I would rather recommend either Ubuntu GNOME, if you want a rather
unconvential, but highly integrated, highly user-friendly interface, or Linux
Mint Cinnamon, if you want a cleaned up Windows-like interface, or Kubuntu, if
you want a Windows-like interface which just smothers you in options, tweaks
and customizability.

------
serge2k
> the four-character PIN system used to access Microsoft services is insecure,
> because there is no limit on the number of attempts a user can make.

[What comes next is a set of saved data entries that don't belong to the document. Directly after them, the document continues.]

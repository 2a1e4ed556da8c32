//! The colony host.
//!
//! A [`Colony`] owns its buildings (keyed by location) together with the
//! collaborators they talk to: work orders, requests, dirty tracking, events
//! and the world. Building operations that touch those collaborators go
//! through [`Colony::with_building`], which lends the building and a
//! [`BuildingContext`] side by side.

use crate::building::{BuildingContext, BuildingRecord};
use crate::dirty::DirtyTracker;
use crate::event::{Event, EventBus};
use crate::factory::{BuildingFactory, TriggerPlacement};
use crate::id::{BlockPos, ColonyId, RequestToken, TriggerKey, WorkOrderId};
use crate::inventory::World;
use crate::registry::TypeRegistry;
use crate::request::{RequestManager, RequestState};
use crate::serialize::{
    ColonySaveHeader, DeserializeError, PersistedColony, SerializeError,
};
use crate::view::ViewFrame;
use crate::work_order::{NO_WORK_ORDER, WorkManager};
use std::collections::BTreeMap;

#[derive(Debug, Clone, PartialEq, Eq, thiserror::Error)]
pub enum ColonyError {
    #[error("a building already stands at {0}")]
    Occupied(BlockPos),
    #[error("no building at {0}")]
    NoBuilding(BlockPos),
    #[error("no building type registered for trigger '{0}'")]
    UnknownTrigger(TriggerKey),
    #[error("unknown work order")]
    UnknownWorkOrder,
    #[error("work order for {building} targets level {target}, above max level {max}")]
    LevelAboveMax {
        building: BlockPos,
        target: u32,
        max: u32,
    },
}

pub struct Colony<W: World> {
    id: ColonyId,
    buildings: BTreeMap<BlockPos, BuildingRecord>,
    work_manager: WorkManager,
    requests: RequestManager,
    dirty: DirtyTracker,
    events: EventBus,
    world: W,
}

impl<W: World> Colony<W> {
    pub fn new(id: ColonyId, world: W) -> Self {
        Self {
            id,
            buildings: BTreeMap::new(),
            work_manager: WorkManager::new(),
            requests: RequestManager::new(),
            dirty: DirtyTracker::new(),
            events: EventBus::default(),
            world,
        }
    }

    /// Restore a colony from a save. Buildings that fail to restore are
    /// skipped (and logged by the factory); work orders for them are dropped.
    pub fn load(
        factory: &BuildingFactory<'_>,
        data: &[u8],
        world: W,
    ) -> Result<Self, DeserializeError> {
        let saved = PersistedColony::decode(data)?;
        let mut colony = Colony::new(saved.header.colony, world);
        for blob in &saved.buildings {
            if let Some(building) = factory.create_from_persisted(colony.id, blob) {
                colony.buildings.insert(building.location(), building);
            }
        }
        for order in saved.work_orders {
            colony.restore_work_order(order.building, order.target_level);
        }
        tracing::debug!(
            colony = colony.id.0,
            buildings = colony.buildings.len(),
            skipped = saved.buildings.len() - colony.buildings.len(),
            "colony loaded"
        );
        Ok(colony)
    }

    /// Re-open a saved order unless it has no building, duplicates another
    /// order, or targets a level the building cannot reach.
    fn restore_work_order(&mut self, building: BlockPos, target_level: u32) {
        let Some(record) = self.buildings.get(&building) else {
            tracing::warn!(building = %building, "dropping orphaned work order");
            return;
        };
        if self.work_manager.order_for(building).is_some() {
            tracing::warn!(building = %building, "dropping duplicate work order");
            return;
        }
        if target_level == NO_WORK_ORDER || target_level > record.max_level() {
            tracing::warn!(
                building = %building,
                target_level,
                max = record.max_level(),
                "dropping work order with unreachable target level"
            );
            return;
        }
        self.work_manager.add(building, target_level);
    }

    /// Encode every building and open work order. Any unregistered kind
    /// aborts the save.
    pub fn save(&self, registry: &TypeRegistry) -> Result<Vec<u8>, SerializeError> {
        let buildings = self
            .buildings
            .values()
            .map(|b| b.serialize_to_persisted(registry))
            .collect::<Result<Vec<_>, _>>()?;
        let work_orders = self.work_manager.iter().map(|(_, o)| o.clone()).collect();
        PersistedColony {
            header: ColonySaveHeader::new(self.id),
            buildings,
            work_orders,
        }
        .encode()
    }

    pub fn id(&self) -> ColonyId {
        self.id
    }

    // -----------------------------------------------------------------------
    // Buildings
    // -----------------------------------------------------------------------

    /// Create a building for a placed trigger block.
    pub fn place(
        &mut self,
        factory: &BuildingFactory<'_>,
        placement: &TriggerPlacement,
    ) -> Result<BlockPos, ColonyError> {
        if self.buildings.contains_key(&placement.location) {
            return Err(ColonyError::Occupied(placement.location));
        }
        let building = factory
            .create_from_trigger(self.id, placement)
            .ok_or_else(|| ColonyError::UnknownTrigger(placement.trigger.clone()))?;
        let pos = building.location();
        self.events.emit(Event::BuildingPlaced {
            building: pos,
            kind: building.kind(),
        });
        self.buildings.insert(pos, building);
        self.dirty.mark_roster();
        self.dirty.mark_building(pos);
        Ok(pos)
    }

    /// Tear down the building at `pos`. Returns the number of stacks dropped.
    pub fn destroy_building(&mut self, pos: BlockPos) -> Result<usize, ColonyError> {
        let building = self
            .buildings
            .remove(&pos)
            .ok_or(ColonyError::NoBuilding(pos))?;
        let mut ctx = BuildingContext {
            work_manager: &mut self.work_manager,
            requests: &mut self.requests,
            dirty: &mut self.dirty,
            events: &mut self.events,
            world: &mut self.world,
        };
        Ok(building.destroy(&mut ctx))
    }

    /// Run `f` on the building at `pos` with access to the colony's services.
    pub fn with_building<R>(
        &mut self,
        pos: BlockPos,
        f: impl FnOnce(&mut BuildingRecord, &mut BuildingContext<'_>) -> R,
    ) -> Option<R> {
        let (building, mut ctx) = self.split(pos)?;
        Some(f(building, &mut ctx))
    }

    fn split(&mut self, pos: BlockPos) -> Option<(&mut BuildingRecord, BuildingContext<'_>)> {
        let building = self.buildings.get_mut(&pos)?;
        let ctx = BuildingContext {
            work_manager: &mut self.work_manager,
            requests: &mut self.requests,
            dirty: &mut self.dirty,
            events: &mut self.events,
            world: &mut self.world,
        };
        Some((building, ctx))
    }

    pub fn building(&self, pos: BlockPos) -> Option<&BuildingRecord> {
        self.buildings.get(&pos)
    }

    /// Buildings in location order.
    pub fn buildings(&self) -> impl Iterator<Item = &BuildingRecord> {
        self.buildings.values()
    }

    pub fn building_count(&self) -> usize {
        self.buildings.len()
    }

    /// View frames for every building, for replication to clients.
    pub fn view_frames(
        &self,
        registry: &TypeRegistry,
    ) -> Result<Vec<(BlockPos, ViewFrame)>, SerializeError> {
        self.buildings
            .values()
            .map(|b| Ok((b.location(), b.serialize_to_view(registry, &self.work_manager)?)))
            .collect()
    }

    // -----------------------------------------------------------------------
    // Work orders and requests
    // -----------------------------------------------------------------------

    /// Finish a work order: remove it, set the building's level and run the
    /// building's upgrade hook. Returns the new level.
    ///
    /// An order whose target exceeds the building's max level is removed
    /// without touching the building or running the hook.
    pub fn complete_work_order(&mut self, id: WorkOrderId) -> Result<u32, ColonyError> {
        let order = self
            .work_manager
            .remove(id)
            .ok_or(ColonyError::UnknownWorkOrder)?;
        let (building, mut ctx) = self
            .split(order.building)
            .ok_or(ColonyError::NoBuilding(order.building))?;
        if !building.set_level(order.target_level, &mut ctx) {
            return Err(ColonyError::LevelAboveMax {
                building: order.building,
                target: order.target_level,
                max: building.max_level(),
            });
        }
        building.on_upgrade_complete(order.target_level, &mut ctx);
        Ok(building.level())
    }

    /// Move a request to `state`. Received or cancelled requests are dropped
    /// from the owning building's index and from the manager.
    pub fn resolve_request(&mut self, token: RequestToken, state: RequestState) -> bool {
        if !self.requests.set_state(token, state) {
            return false;
        }
        if !state.is_resolved() {
            return true;
        }
        let owner = self.requests.remove(token).map(|r| r.building);
        if let Some(building) = owner.and_then(|pos| self.buildings.get_mut(&pos)) {
            building.on_request_resolved(token);
        }
        true
    }

    pub fn work_manager(&self) -> &WorkManager {
        &self.work_manager
    }

    pub fn requests(&self) -> &RequestManager {
        &self.requests
    }

    // -----------------------------------------------------------------------
    // Dirty tracking, events, world
    // -----------------------------------------------------------------------

    pub fn is_dirty(&self) -> bool {
        self.dirty.is_dirty()
    }

    pub fn dirty(&self) -> &DirtyTracker {
        &self.dirty
    }

    /// Reset the colony aggregate and every building's flag, e.g. after a save.
    pub fn clear_dirty(&mut self) {
        self.dirty.mark_clean();
        for building in self.buildings.values_mut() {
            building.clear_dirty();
        }
    }

    pub fn events(&self) -> &EventBus {
        &self.events
    }

    pub fn events_mut(&mut self) -> &mut EventBus {
        &mut self.events
    }

    pub fn world(&self) -> &W {
        &self.world
    }

    pub fn world_mut(&mut self) -> &mut W {
        &mut self.world
    }
}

I just tried logging in with my pin.

After a handful of tries I was given a string to enter before I could try
again. I did that. After another try I got told to restart the device before I
could try again.

So it doesn't look like 10 tries and locked out forever, but rather increasing
penalties for incorrect attempts. Which is fine.

oh and my pin is 6 characters long.

If they don't have this right why should we believe them about any of their
other claims?

------
zamalek
_> Microsoft: users are in control with the ability to determine what
information is collected

> Microsoft: so enterprise customers will be able to completely turn off
> telemetry if they choose[1]_

Which is it, Microsoft?

[1]: [http://www.techrepublic.com/article/windows-10-now-lets-
you-...](http://www.techrepublic.com/article/windows-10-now-lets-you-turn-off-
tracking-but-only-if-youre-a-business/)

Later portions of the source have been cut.